WHAT IS EXPECTED. Read the records that follow and state how many lines hold "derive", adding nothing else.

=== Section Start ===

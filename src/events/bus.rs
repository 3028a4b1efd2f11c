//! # Event bus for broadcasting runtime events.
//!
//! [`Bus`] is a thin wrapper around [`tokio::sync::broadcast`] that provides
//! non-blocking event publishing from plain threads (unit schedules, the main
//! thread, the watchdog). No async runtime is needed to publish.
//!
//! ## Architecture
//! ```text
//! Publishers (many):                      Listener (one):
//!   UnitSlot (worker thread) ──┐
//!   UnitSlot (main thread)   ──┼──► Bus ──► listener thread ──► SubscriberSet
//!   Orchestrator / watchdog  ──┘  (broadcast)  (blocking_recv)
//! ```
//!
//! The orchestrator runs a single listener thread that fans out events to the
//! user-defined subscribers via [`SubscriberSet`](crate::SubscriberSet).
//! Tests and tools can also call [`Bus::subscribe`] directly.
//!
//! ## Rules
//! - **Non-blocking publish**: `publish()` never blocks; it calls `broadcast::Sender::send`.
//! - **Bounded capacity**: a single ring buffer stores recent events for all receivers.
//! - **Lag handling**: slow receivers get `RecvError::Lagged(n)` and skip `n` oldest items.
//! - **No persistence**: events are lost if there are no active subscribers at send time.
//!
//! ## Capacity behavior
//! When the channel reaches capacity and new events are sent:
//! - The ring buffer keeps only the most recent `capacity` events.
//! - Receivers that fell behind observe `RecvError::Lagged(n)` on the next `recv()`,
//!   indicating how many events were skipped.

use tokio::sync::broadcast;

use super::event::Event;

/// Broadcast channel for runtime events.
///
/// Thin wrapper over [`tokio::sync::broadcast`] that provides `publish`/`subscribe` API.
/// Multiple publishers can publish concurrently; subscribers receive clones of each event.
///
/// ### Properties
/// - **Non-blocking**: `publish()` returns immediately (send clones internally).
/// - **Fire-and-forget**: no delivery or durability guarantees.
/// - **Cloneable**: cheap to clone (internally holds an `Arc`-backed sender).
#[derive(Clone, Debug)]
pub struct Bus {
    tx: broadcast::Sender<Event>,
}

impl Bus {
    /// Creates a new bus with the given channel capacity.
    ///
    /// ### Notes
    /// - Capacity is **shared** across all receivers (not per-subscriber).
    /// - When receivers lag, they will observe `RecvError::Lagged`.
    /// - The minimum capacity is 1 (clamped).
    pub fn new(capacity: usize) -> Self {
        let capacity = capacity.max(1);
        let (tx, _rx) = broadcast::channel::<Event>(capacity);
        Self { tx }
    }

    /// Publishes an event to all active subscribers.
    ///
    /// - Takes ownership of the event; the broadcast channel clones it for each receiver.
    /// - If there are no receivers, the event is dropped (this function still returns immediately).
    pub fn publish(&self, ev: Event) {
        let _ = self.tx.send(ev);
    }

    /// Creates a new receiver that will observe subsequent events.
    ///
    /// - Each call creates an **independent** receiver.
    /// - A receiver only gets events **sent after** it subscribes.
    /// - Slow receivers get `RecvError::Lagged(n)` and skip over missed items.
    pub fn subscribe(&self) -> broadcast::Receiver<Event> {
        self.tx.subscribe()
    }

}
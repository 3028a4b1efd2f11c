//! # Typed message delivery into a unit.
//!
//! [`mailbox`] returns an [`Outbox`]/[`Inbox`] pair over an unbounded
//! [`tokio::sync::mpsc`] channel. Senders never block; the receiving unit drains
//! pending messages with [`Inbox::drain`] from inside `repeat()`, which never
//! waits, so delivery cannot stall the unit's cadence.
//!
//! ```text
//! producer unit ── Outbox::send(m) ──► [unbounded queue] ──► Inbox::drain(handler)
//!                                                              (start of each repeat)
//! ```

use tokio::sync::mpsc;

/// Creates a connected sender/receiver pair.
pub fn mailbox<M>() -> (Outbox<M>, Inbox<M>) {
    let (tx, rx) = mpsc::unbounded_channel();
    (Outbox { tx }, Inbox { rx })
}

/// Sending half; cheap to clone.
#[derive(Debug)]
pub struct Outbox<M> {
    tx: mpsc::UnboundedSender<M>,
}

impl<M> Clone for Outbox<M> {
    fn clone(&self) -> Self {
        Self {
            tx: self.tx.clone(),
        }
    }
}

impl<M> Outbox<M> {
    /// Queues a message. Returns `false` if the receiving unit is gone.
    pub fn send(&self, msg: M) -> bool {
        self.tx.send(msg).is_ok()
    }

    /// True once the receiving unit dropped its inbox.
    pub fn is_closed(&self) -> bool {
        self.tx.is_closed()
    }
}

/// Receiving half, owned by exactly one unit.
#[derive(Debug)]
pub struct Inbox<M> {
    rx: mpsc::UnboundedReceiver<M>,
}

impl<M> Inbox<M> {
    /// Hands every pending message to `handler` without waiting. Returns how many were delivered.
    pub fn drain(&mut self, mut handler: impl FnMut(M)) -> usize {
        let mut delivered = 0;
        while let Ok(msg) = self.rx.try_recv() {
            handler(msg);
            delivered += 1;
        }
        delivered
    }
}
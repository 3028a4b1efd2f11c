//! One-shot latch: threads block until it is opened; opening is permanent.

use std::time::Duration;

use parking_lot::{Condvar, Mutex};

#[derive(Debug, Default)]
pub(crate) struct Latch {
    open: Mutex<bool>,
    cv: Condvar,
}

impl Latch {
    pub(crate) fn new() -> Self {
        Self::default()
    }

    /// Opens the latch and releases every waiter. Idempotent.
    pub(crate) fn open(&self) {
        let mut open = self.open.lock();
        *open = true;
        self.cv.notify_all();
    }

    pub(crate) fn is_open(&self) -> bool {
        *self.open.lock()
    }

    /// Blocks until the latch is open.
    pub(crate) fn wait(&self) {
        let mut open = self.open.lock();
        self.cv.wait_while(&mut open, |open| !*open);
    }

    /// Blocks until the latch is open or `timeout` passes. Returns whether it is open.
    pub(crate) fn wait_for(&self, timeout: Duration) -> bool {
        let mut open = self.open.lock();
        let _ = self.cv.wait_while_for(&mut open, |open| !*open, timeout);
        *open
    }
}
//! # Backing-resource capability.
//!
//! A [`Backing`] is the external resource a unit acquires in `starting()` and
//! releases in `finishing()` (a display surface, a device handle, a socket).
//! The runtime never inspects it; a [`ResourceUnit`](crate::ResourceUnit) only
//! drives the three-operation contract:
//!
//! ```text
//! setup() ──► perform() … perform() ──► teardown()
//!  Ready        Continue | Done
//! ```
//!
//! Variants are plain implementations selected by configuration through
//! [`BackingKind`], not by inheritance.

use crate::error::{RuntimeError, SetupError};
use crate::units::Progress;

/// Three-operation contract of a unit's backing resource.
pub trait Backing: Send + 'static {
    /// Acquires the resource.
    fn setup(&mut self) -> Result<(), SetupError>;

    /// Performs one unit of work on the acquired resource.
    fn perform(&mut self) -> Result<Progress, RuntimeError>;

    /// Releases the resource. Must tolerate a failed or partial `setup()`.
    fn teardown(&mut self);

    /// Short name used in logs.
    fn kind(&self) -> &'static str {
        std::any::type_name::<Self>()
    }
}

/// A resource with nothing to acquire; every unit of work succeeds.
#[derive(Debug, Default, Clone)]
pub struct Headless {
    frames: u64,
}

impl Headless {
    /// Units of work performed so far.
    pub fn frames(&self) -> u64 {
        self.frames
    }
}

impl Backing for Headless {
    fn setup(&mut self) -> Result<(), SetupError> {
        Ok(())
    }

    fn perform(&mut self) -> Result<Progress, RuntimeError> {
        self.frames += 1;
        Ok(Progress::Continue)
    }

    fn teardown(&mut self) {}

    fn kind(&self) -> &'static str {
        "headless"
    }
}

/// A surface that reports [`Progress::Done`] once `limit` frames were drawn,
/// the way a window reports that it was closed.
#[derive(Debug, Clone)]
pub struct FrameBudget {
    limit: u64,
    drawn: u64,
    open: bool,
}

impl FrameBudget {
    /// Creates a surface that closes after `limit` frames.
    pub fn new(limit: u64) -> Self {
        Self {
            limit,
            drawn: 0,
            open: false,
        }
    }

    /// Frames drawn so far.
    pub fn drawn(&self) -> u64 {
        self.drawn
    }
}

impl Backing for FrameBudget {
    fn setup(&mut self) -> Result<(), SetupError> {
        self.open = true;
        Ok(())
    }

    fn perform(&mut self) -> Result<Progress, RuntimeError> {
        if !self.open {
            return Err(RuntimeError::unrecoverable("surface is not open"));
        }
        if self.drawn >= self.limit {
            return Ok(Progress::Done);
        }
        self.drawn += 1;
        Ok(Progress::Continue)
    }

    fn teardown(&mut self) {
        self.open = false;
    }

    fn kind(&self) -> &'static str {
        "frame_budget"
    }
}

/// Configuration-level selector for the built-in backing variants.
#[derive(Debug, Clone, Copy, PartialEq, Eq, Default)]
pub enum BackingKind {
    /// [`Headless`].
    #[default]
    Headless,
    /// [`FrameBudget`] closing after the given number of frames.
    FrameBudget(u64),
}

impl BackingKind {
    /// Builds the selected backing.
    pub fn build(self) -> Box<dyn Backing> {
        match self {
            BackingKind::Headless => Box::new(Headless::default()),
            BackingKind::FrameBudget(limit) => Box::new(FrameBudget::new(limit)),
        }
    }
}
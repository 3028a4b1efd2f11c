//! # Task units and their building blocks.
//!
//! This module provides the unit-related types:
//! - [`TaskUnit`] - trait for a recurring unit of work (prepare / starting / repeat / finishing)
//! - [`Progress`] - advisory result of one `repeat()`
//! - [`LifecycleState`] - forward-only lifecycle state machine
//! - [`UnitSpec`] - name, interval, thread affinity and factory of one unit
//! - [`UnitFn`] - closure-backed unit
//! - [`Backing`], [`Headless`], [`FrameBudget`], [`BackingKind`] - backing-resource capability
//! - [`ResourceUnit`] - unit driving a [`Backing`], optionally fed by an [`Inbox`]
//! - [`mailbox`], [`Inbox`], [`Outbox`] - non-blocking typed message delivery

mod backing;
mod inbox;
mod resource;
mod spec;
mod state;
mod unit;
mod unit_fn;

pub use backing::{Backing, BackingKind, FrameBudget, Headless};
pub use inbox::{Inbox, Outbox, mailbox};
pub use resource::ResourceUnit;
pub use spec::{UnitFactory, UnitSpec};
pub use state::LifecycleState;
pub use unit::{Progress, TaskUnit};
pub use unit_fn::UnitFn;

=== Section End ===

WRITTEN SOLUTION. 7